The program then assumes each region represents an individual character, and outputs the candidate character recognition result and its degree of reliability, using a recognition algorithm based on its earlier learning. The closer the degree of reliability is to one, the higher the program's reliability is of the candidate character. It finally outputs its recognition results by selecting in order the combination that has the highest average degree of reliability.
With the previous technology, however, there were times when the system would output a high degree of reliability for images that were not characters, such as the component radicals, creating an issue where the system could not correctly separate characters.
The new Fujitsu-developed technology generates a high level of reliability only for proper characters. It does this by using a heterogeneous deep learning model, which, in addition to supervised character samples used in conventional technology, uses a newly developed supervised sample of non-characters made up of radicals, and combinations of parts which do not make up characters.
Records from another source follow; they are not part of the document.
//! Row mapping for keys that unlock the admin settings routes.

use chrono::{DateTime, Utc};
use sqlx::FromRow;

/// A stored API key. The raw key is never persisted; only its SHA-256 hash
/// and the short `hs_` display prefix shown in logs.
#[derive(Debug, Clone, FromRow)]
pub struct ApiKeyEntity {
    pub id: i64,
    /// Hex SHA-256 of the full key; the lookup column.
    pub key_hash: String,
    pub key_prefix: String,
    /// Who the key was issued to, e.g. "Front desk tablet".
    pub name: String,
    /// Revoked keys stay in the table with `is_active = false`.
    pub is_active: bool,
    /// Required for every `/api/v1/admin/settings` route.
    pub is_admin: bool,
    pub last_used_at: Option<DateTime<Utc>>,
    pub created_at: DateTime<Utc>,
    /// `None` means the key never expires.
    pub expires_at: Option<DateTime<Utc>>,
}

impl ApiKeyEntity {
    /// True once `at` is past the expiry; keys without an expiry never expire.
    pub fn is_expired_at(&self, at: DateTime<Utc>) -> bool {
        self.expires_at.is_some_and(|expires_at| expires_at < at)
    }
}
Technology features are as follows.
1. Effective learning technology with heterogeneous deep learning, including non-characters
In a heterogeneous deep learning model, two types of supervised samples are used: one for existing characters, and another for non-characters. Compared with the supervised character sample, the supervised non-character sample achieved a huge number by dividing up characters and recombining them. Therefore, by having the system remember the features of non-characters that can easily appear in combinations of neighboring parts in Chinese sentences, Fujitsu developed technology that can effectively learn, even with an asymmetrical deep learning model.
By inputting images of candidate areas into the trained heterogeneous deep learning model, and creating a system that outputs a degree of reliability for both characters and non-characters, high for candidate areas which form characters and low for candidate areas which do not, Fujitsu developed a technology that effectively separates a string of characters into individual characters. An existing Chinese language processing model is then applied, and based on an analysis of whether the recognition candidates form a string of correct Chinese, the final candidate sentence is output.
Because the level of reliability for combinations of parts which do not form existing characters is lower than the level of reliability toward actual characters, by applying this recognition technology, correct recognition results can be achieved by selecting the segment path with the highest degree of reliability, beginning with the start of the string of characters.
When this technology was benchmarked against a database of handwritten Chinese released in 2010 by the Institute of Automation, Chinese Academy of Sciences (CASIA), which is used as a standard by academic societies, it achieved recognition accuracy of 96.3%, the highest achieved to date, surpassing previous technologies by 5%.
This technology is effective for languages that have no spacing between words, including Chinese, Japanese, and Korean.
Fujitsu will aim to bring this technology to Zinrai in 2017, Fujitsu's AI technology platform, and apply it in stages toward a handwritten digital ledger system for Japan and other solutions.